━━━━━ Records to use
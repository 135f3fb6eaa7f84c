//! Application state.

use std::sync::Arc;

use ytdesc_youtube::{PlatformResult, VideoMetadataSource, YoutubeClient};

use crate::config::ApiConfig;
use crate::services::LinkExtractor;

/// Shared application state. Read-only after startup.
#[derive(Clone)]
pub struct AppState {
    pub config: ApiConfig,
    pub metadata: Arc<dyn VideoMetadataSource>,
    pub link_extractor: LinkExtractor,
}

impl AppState {
    /// Create application state backed by the YouTube Data API.
    pub fn new(config: ApiConfig) -> PlatformResult<Self> {
        let client = YoutubeClient::new(config.youtube.clone())?;
        Ok(Self::with_source(config, Arc::new(client)))
    }

    /// Create application state with a custom metadata source.
    pub fn with_source(config: ApiConfig, metadata: Arc<dyn VideoMetadataSource>) -> Self {
        let link_extractor = LinkExtractor::new(config.openai_api_key.clone());
        Self {
            config,
            metadata,
            link_extractor,
        }
    }
}
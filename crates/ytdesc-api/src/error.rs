//! API error types.

use axum::extract::rejection::JsonRejection;
use axum::http::StatusCode;
use axum::response::{IntoResponse, Response};
use axum::Json;
use serde::Serialize;
use thiserror::Error;
use tracing::warn;
use ytdesc_models::InvalidUrlError;
use ytdesc_youtube::PlatformError;

pub type ApiResult<T> = Result<T, ApiError>;

#[derive(Debug, Error)]
pub enum ApiError {
    #[error(transparent)]
    InvalidUrl(#[from] InvalidUrlError),

    #[error(transparent)]
    Platform(#[from] PlatformError),

    #[error("{0}")]
    InvalidBody(String),

    #[error("Not Found")]
    NotFound,
}

impl ApiError {
    fn status_code(&self) -> StatusCode {
        match self {
            // Parse and fetch failures all collapse to 400
            ApiError::InvalidUrl(_) | ApiError::Platform(_) => StatusCode::BAD_REQUEST,
            ApiError::InvalidBody(_) => StatusCode::UNPROCESSABLE_ENTITY,
            ApiError::NotFound => StatusCode::NOT_FOUND,
        }
    }
}

impl From<JsonRejection> for ApiError {
    fn from(rejection: JsonRejection) -> Self {
        Self::InvalidBody(rejection.body_text())
    }
}

#[derive(Serialize)]
struct ErrorResponse {
    detail: String,
}

impl IntoResponse for ApiError {
    fn into_response(self) -> Response {
        let status = self.status_code();

        if let ApiError::Platform(e) = &self {
            warn!(error = %e, "Video platform request failed");
        }

        let body = ErrorResponse {
            detail: self.to_string(),
        };

        (status, Json(body)).into_response()
    }
}
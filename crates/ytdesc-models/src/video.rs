//! YouTube video identifiers and URL parsing.

use std::fmt;
use std::sync::LazyLock;

use regex::Regex;
use serde::Serialize;
use thiserror::Error;

/// Accepted URL shapes, tried in order. Each pattern is anchored at the start
/// of the input only, so anything after the 11-character id is ignored.
///
/// The short-link form comes first so it is never shadowed by the generic
/// `youtube.com/...v=` form.
static URL_PATTERNS: LazyLock<[Regex; 3]> = LazyLock::new(|| {
    let id = format!("([a-zA-Z0-9_-]{{{VIDEO_ID_LEN}}})");
    [
        Regex::new(&format!(r"^(?:https?://)?(?:www\.)?youtu\.be/{id}")).unwrap(),
        Regex::new(&format!(r"^(?:https?://)?(?:www\.)?youtube\.com/watch\?v={id}")).unwrap(),
        Regex::new(&format!(r"^(?:https?://)?(?:www\.)?youtube\.com/.*v={id}")).unwrap(),
    ]
});

/// Length of a YouTube video identifier.
pub const VIDEO_ID_LEN: usize = 11;

/// The supplied URL matched none of the accepted shapes.
#[derive(Debug, Clone, PartialEq, Eq, Error)]
#[error("Invalid YouTube URL: {url}")]
pub struct InvalidUrlError {
    /// The offending input, verbatim.
    pub url: String,
}

/// An 11-character YouTube video identifier.
///
/// Only produced by [`extract_video_id`]; it is never checked against the
/// platform until a fetch is made.
#[derive(Debug, Clone, PartialEq, Eq, Hash, Serialize)]
#[serde(transparent)]
pub struct VideoId(String);

impl VideoId {
    /// Get the inner string.
    pub fn as_str(&self) -> &str {
        &self.0
    }

    /// Consume into the inner string.
    pub fn into_inner(self) -> String {
        self.0
    }
}

impl fmt::Display for VideoId {
    fn fmt(&self, f: &mut fmt::Formatter<'_>) -> fmt::Result {
        f.write_str(&self.0)
    }
}

impl AsRef<str> for VideoId {
    fn as_ref(&self) -> &str {
        &self.0
    }
}

/// Extract the video id from a YouTube URL.
///
/// Recognized shapes (scheme and `www.` optional in all of them):
/// - `youtu.be/VIDEO_ID`
/// - `youtube.com/watch?v=VIDEO_ID`
/// - `youtube.com/<anything>v=VIDEO_ID`
///
/// Matching is case-sensitive and the input is not trimmed.
pub fn extract_video_id(url: &str) -> Result<VideoId, InvalidUrlError> {
    URL_PATTERNS
        .iter()
        .find_map(|pattern| pattern.captures(url))
        .and_then(|caps| caps.get(1))
        .map(|m| VideoId(m.as_str().to_string()))
        .ok_or_else(|| InvalidUrlError {
            url: url.to_string(),
        })
}

#[cfg(test)]
mod tests {
    use super::*;

    fn id(url: &str) -> String {
        extract_video_id(url).unwrap().into_inner()
    }

    #[test]
    fn test_short_url() {
        assert_eq!(id("https://youtu.be/dQw4w9WgXcQ"), "dQw4w9WgXcQ");
        assert_eq!(id("http://www.youtu.be/dQw4w9WgXcQ"), "dQw4w9WgXcQ");
        assert_eq!(id("youtu.be/dQw4w9WgXcQ"), "dQw4w9WgXcQ");
    }

    #[test]
    fn test_short_url_ignores_trailing_content() {
        assert_eq!(id("https://youtu.be/dQw4w9WgXcQ?t=30&feature=share"), "dQw4w9WgXcQ");
        assert_eq!(id("https://youtu.be/dQw4w9WgXcQ/extra/segments"), "dQw4w9WgXcQ");
        // Only the first 11 characters are taken
        assert_eq!(id("https://youtu.be/abc123def456789"), "abc123def45");
    }

    #[test]
    fn test_watch_url() {
        assert_eq!(id("https://www.youtube.com/watch?v=dQw4w9WgXcQ"), "dQw4w9WgXcQ");
        assert_eq!(id("https://youtube.com/watch?v=dQw4w9WgXcQ&list=PL123"), "dQw4w9WgXcQ");
        assert_eq!(id("youtube.com/watch?v=dQw4w9WgXcQ"), "dQw4w9WgXcQ");
        assert_eq!(id("www.youtube.com/watch?v=a-b_c-d_e-f#t=1"), "a-b_c-d_e-f");
    }

    #[test]
    fn test_generic_query_url() {
        assert_eq!(
            id("https://www.youtube.com/embed?feature=oembed&v=dQw4w9WgXcQ"),
            "dQw4w9WgXcQ"
        );
        assert_eq!(
            id("https://www.youtube.com/watch?feature=share&v=dQw4w9WgXcQ"),
            "dQw4w9WgXcQ"
        );
    }

    #[test]
    fn test_generic_query_url_without_scheme() {
        assert_eq!(id("youtube.com/embed?feature=x&v=dQw4w9WgXcQ"), "dQw4w9WgXcQ");
        assert_eq!(id("youtube.com/watch?feature=share&v=dQw4w9WgXcQ"), "dQw4w9WgXcQ");
        assert_eq!(
            id("www.youtube.com/attribution_link?a=x&u=/watch?v=dQw4w9WgXcQ"),
            "dQw4w9WgXcQ"
        );
    }

    #[test]
    fn test_generic_query_url_prefers_last_match() {
        assert_eq!(
            id("https://youtube.com/embed?v=AAAAAAAAAAA&v=BBBBBBBBBBB"),
            "BBBBBBBBBBB"
        );
        // The canonical watch form is tried first and wins
        assert_eq!(
            id("https://youtube.com/watch?v=AAAAAAAAAAA&v=BBBBBBBBBBB"),
            "AAAAAAAAAAA"
        );
    }

    #[test]
    fn test_invalid_urls() {
        for url in [
            "not a url",
            "not-a-url",
            "",
            "https://vimeo.com/12345",
            "https://youtu.be/short",
            "https://youtube.com/watch?v=short",
            "https://m.youtube.com/watch?v=dQw4w9WgXcQ",
            "https://YOUTUBE.COM/watch?v=dQw4w9WgXcQ",
            " https://youtu.be/dQw4w9WgXcQ",
            "https://example.com/?next=https://youtu.be/dQw4w9WgXcQ",
        ] {
            assert_eq!(
                extract_video_id(url),
                Err(InvalidUrlError { url: url.to_string() }),
                "{url:?} should be rejected"
            );
        }
    }

    #[test]
    fn test_extracted_id_length() {
        let video_id = extract_video_id("youtu.be/dQw4w9WgXcQxyz").unwrap();
        assert_eq!(video_id.as_str().len(), VIDEO_ID_LEN);
    }

    #[test]
    fn test_error_display() {
        let err = extract_video_id("not-a-url").unwrap_err();
        assert_eq!(err.to_string(), "Invalid YouTube URL: not-a-url");
    }

    #[test]
    fn test_video_id_serializes_as_string() {
        let video_id = extract_video_id("https://youtu.be/dQw4w9WgXcQ").unwrap();
        assert_eq!(serde_json::to_string(&video_id).unwrap(), "\"dQw4w9WgXcQ\"");
        assert_eq!(video_id.as_str().len(), VIDEO_ID_LEN);
    }
}
//! Description and link extraction handlers.

use axum::extract::State;
use axum::Json;
use axum_extra::extract::WithRejection;
use serde::{Deserialize, Serialize};
use tracing::info;
use ytdesc_models::{extract_video_id, format_links_text, LinkRecord};
use ytdesc_youtube::fetch_description;

use crate::error::{ApiError, ApiResult};
use crate::metrics;
use crate::state::AppState;

/// Request body shared by both endpoints.
#[derive(Debug, Deserialize)]
pub struct DescriptionRequest {
    pub url: String,
}

#[derive(Serialize)]
pub struct DescriptionResponse {
    pub description: String,
}

#[derive(Serialize)]
pub struct CompaniesLinksResponse {
    pub description: String,
    pub companies_links: Vec<LinkRecord>,
    /// One `Company: X, Link: Y` line per record
    pub text: String,
}

/// Resolve a video URL to its description.
async fn load_description(state: &AppState, url: &str) -> ApiResult<String> {
    let video_id = extract_video_id(url)?;
    info!(video_id = %video_id, "Fetching video description");
    Ok(fetch_description(state.metadata.as_ref(), &video_id).await?)
}

/// Get the description of a YouTube video.
pub async fn get_description(
    State(state): State<AppState>,
    WithRejection(Json(request), _): WithRejection<Json<DescriptionRequest>, ApiError>,
) -> ApiResult<Json<DescriptionResponse>> {
    let description = load_description(&state, &request.url).await?;
    Ok(Json(DescriptionResponse { description }))
}

/// Get the description of a YouTube video along with the links it contains.
pub async fn extract_companies_links_txt(
    State(state): State<AppState>,
    WithRejection(Json(request), _): WithRejection<Json<DescriptionRequest>, ApiError>,
) -> ApiResult<Json<CompaniesLinksResponse>> {
    let description = load_description(&state, &request.url).await?;

    let companies_links = state.link_extractor.extract(&description);
    metrics::record_links_extracted(companies_links.len());
    let text = format_links_text(&companies_links);

    Ok(Json(CompaniesLinksResponse {
        description,
        companies_links,
        text,
    }))
}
━━━━━━━━━━
● Directions for this task
For the material above, how many lines contain the word "impl"? Only the number should be given.

● Result for this exercise
7